Reduction of Arachidonate Is Associated With Increase in B-Cell Activation Marker in Infants: A Randomized Trial.

J Pediatr Gastroenterol Nutr 2017 03;64(3):446-453

*Alberta Institute for Human Nutrition, University of Alberta †Alberta Health Services, Edmonton AB, Canada ‡Clinical Research, Mead Johnson Nutrition, Evansville, IN, the Department of Epidemiology of Microbial Diseases, Yale School of Public Health, New Haven, CT §Ophthalmology and Visual Sciences, University of Alberta ||Department of Pediatrics, Alberta Health Services, Edmonton AB ¶Department of Pediatrics, University of British Columbia, Vancouver BC, Canada.

Background: Infants who are not breast-fed benefit from formula with both docosahexaenoic acid (C22:6n3) and arachidonic acid (ARA; C20:4n6). The amount of ARA needed to support immune function is unknown. Infants who carry specific fatty acid desaturase (FADS) polymorphisms may require more dietary ARA to maintain adequate ARA status.

Objective: The aim of the study was to determine whether ARA intake or FADS polymorphisms alter ARA levels of lymphocytes, plasma, and red blood cells in term infants fed infant formula.

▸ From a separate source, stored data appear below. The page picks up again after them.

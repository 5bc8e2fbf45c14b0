//! axum glue for contract handlers.
//!
//! # Design
//! - [`Contracted`] extracts `ApiRequestOf<C>`: path parameters become a JSON
//!   object of strings decoded into `C::RequestParams`, the body is decoded
//!   into `C::RequestBody` with an empty body read as `null`.
//! - [`Responder`] is the response capability handed to handlers. Its terminal
//!   calls push an axum `Response` through a oneshot channel.
//! - [`dispatch`] runs a handler and answers with whatever it sent, or 500 if
//!   it finished without sending anything.

use std::any::type_name;
use std::collections::HashMap;
use std::marker::PhantomData;

use axum::body::Bytes;
use axum::extract::rejection::{BytesRejection, PathRejection};
use axum::extract::{FromRequest, FromRequestParts, Path, Request};
use axum::http::StatusCode;
use axum::response::{IntoResponse, Response};
use axum::Json;
use contract_core::{ApiContract, ApiRequest, ApiRequestOf, ApiResponse, Contract};
use serde::de::DeserializeOwned;
use serde::Serialize;
use serde_json::{Map, Value};
use thiserror::Error;
use tokio::sync::oneshot;
use tracing::{debug, warn};

/// Extractor for the request half of contract `C`.
pub struct Contracted<C: Contract>(pub ApiRequestOf<C>);

impl<S, C> FromRequest<S> for Contracted<C>
where
    S: Send + Sync,
    C: Contract,
    C::RequestParams: DeserializeOwned + Send,
    C::RequestBody: DeserializeOwned + Send,
{
    type Rejection = ContractRejection;

    async fn from_request(req: Request, state: &S) -> Result<Self, Self::Rejection> {
        let (mut parts, body) = req.into_parts();
        let raw = match Path::<HashMap<String, String>>::from_request_parts(&mut parts, state).await {
            Ok(Path(raw)) => raw,
            Err(PathRejection::MissingPathParams(_)) => HashMap::new(),
            Err(rejection) => return Err(rejection.into()),
        };
        let params = decode_params(raw)?;
        let bytes = Bytes::from_request(Request::from_parts(parts, body), state).await?;
        let body = decode_body(&bytes)?;
        Ok(Contracted(ApiRequest { params, body }))
    }
}

fn decode_params<P: DeserializeOwned>(raw: HashMap<String, String>) -> Result<P, ContractRejection> {
    let object: Map<String, Value> = raw.into_iter().map(|(k, v)| (k, Value::String(v))).collect();
    P::deserialize(Value::Object(object)).map_err(ContractRejection::InvalidParams)
}

fn decode_body<B: DeserializeOwned>(bytes: &[u8]) -> Result<B, ContractRejection> {
    if bytes.is_empty() {
        return B::deserialize(Value::Null).map_err(ContractRejection::InvalidBody);
    }
    serde_json::from_slice(bytes).map_err(ContractRejection::InvalidBody)
}

/// Why a request could not be turned into `ApiRequestOf<C>`.
#[derive(Debug, Error)]
pub enum ContractRejection {
    #[error(transparent)]
    Path(#[from] PathRejection),

    #[error("invalid request params: {0}")]
    InvalidParams(#[source] serde_json::Error),

    #[error(transparent)]
    Body(#[from] BytesRejection),

    #[error("invalid request body: {0}")]
    InvalidBody(#[source] serde_json::Error),
}

impl IntoResponse for ContractRejection {
    fn into_response(self) -> Response {
        let status = match &self {
            ContractRejection::Path(rejection) => rejection.status(),
            ContractRejection::Body(rejection) => rejection.status(),
            ContractRejection::InvalidParams(_) => StatusCode::BAD_REQUEST,
            ContractRejection::InvalidBody(_) => StatusCode::UNPROCESSABLE_ENTITY,
        };
        debug!(%status, error = %self, "rejected request");
        (status, self.to_string()).into_response()
    }
}

/// The response capability axum handlers receive.
pub struct Responder<B> {
    status: StatusCode,
    tx: oneshot::Sender<Response>,
    _body: PhantomData<fn(B)>,
}

impl<B> Responder<B> {
    /// A fresh responder (status 200) and the receiving end of its response.
    pub fn channel() -> (Self, oneshot::Receiver<Response>) {
        let (tx, rx) = oneshot::channel();
        let responder = Responder {
            status: StatusCode::OK,
            tx,
            _body: PhantomData,
        };
        (responder, rx)
    }

    fn finish(self, response: Response) {
        if self.tx.send(response).is_err() {
            debug!("request went away before the response was sent");
        }
    }
}

fn status_code(code: u16) -> StatusCode {
    StatusCode::from_u16(code).unwrap_or_else(|_| {
        warn!(code, "handler used an invalid status code");
        StatusCode::INTERNAL_SERVER_ERROR
    })
}

impl<B: Serialize> ApiResponse<B> for Responder<B> {
    fn send(self, body: B) {
        let response = (self.status, Json(body)).into_response();
        self.finish(response);
    }

    fn send_status(self, code: u16) {
        self.finish(status_code(code).into_response());
    }

    fn status(mut self, code: u16) -> Self {
        self.status = status_code(code);
        self
    }
}

/// Run `handler` on `request` and return the response it sent.
pub async fn dispatch<C, H>(handler: &H, request: ApiRequestOf<C>) -> Response
where
    C: Contract,
    C::ResponseBody: Serialize,
    H: ApiContract<C>,
{
    let (responder, sent) = Responder::<C::ResponseBody>::channel();
    handler.handle(request, responder).await;
    match sent.await {
        Ok(response) => {
            debug!(contract = type_name::<C>(), status = %response.status(), "handled");
            response
        }
        Err(_) => {
            warn!(contract = type_name::<C>(), "handler finished without responding");
            StatusCode::INTERNAL_SERVER_ERROR.into_response()
        }
    }
}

Methods: Infants (N = 89) were enrolled in this prospective, double-blind controlled study. Infants were randomized to consume formula containing 17 mg docosahexaenoic acid and 0, 25, or 34 mg ARA/100 kcal for 10 weeks. Fatty acid composition of plasma phosphatidylcholine and phosphatidylethanolamine, total fatty acids of lymphocytes and red blood cells, activation markers of lymphocytes, and polymorphisms in FADS1 and FADS2 were determined.

Results: Lymphocyte ARA was higher in the 25-ARA formula group than in the 0- or 34-ARA groups. In plasma, 16:0/20:4 and 18:0/20:4 species of phosphatidylcholine and phosphatidylethanolamine were highest and 16:0/18:2 and 18:0/18:2 were lowest in the 34-ARA formula group. In minor allele carriers of FADS1 and FADS2, plasma ARA content was elevated only at the highest level of ARA consumed. B-cell activation marker CD54 was elevated in infants who consumed formula containing no ARA.

Conclusions: ARA level in plasma is reduced by low ARA consumption and by minor alleles in FADS. Dietary ARA may exert an immunoregulatory role on B-cell activation by decreasing 16:0/18:2 and 18:0/18:2 species of phospholipids. ARA intake from 25 to 34 mg/100 kcal is sufficient to maintain cell ARA level in infants across genotypes.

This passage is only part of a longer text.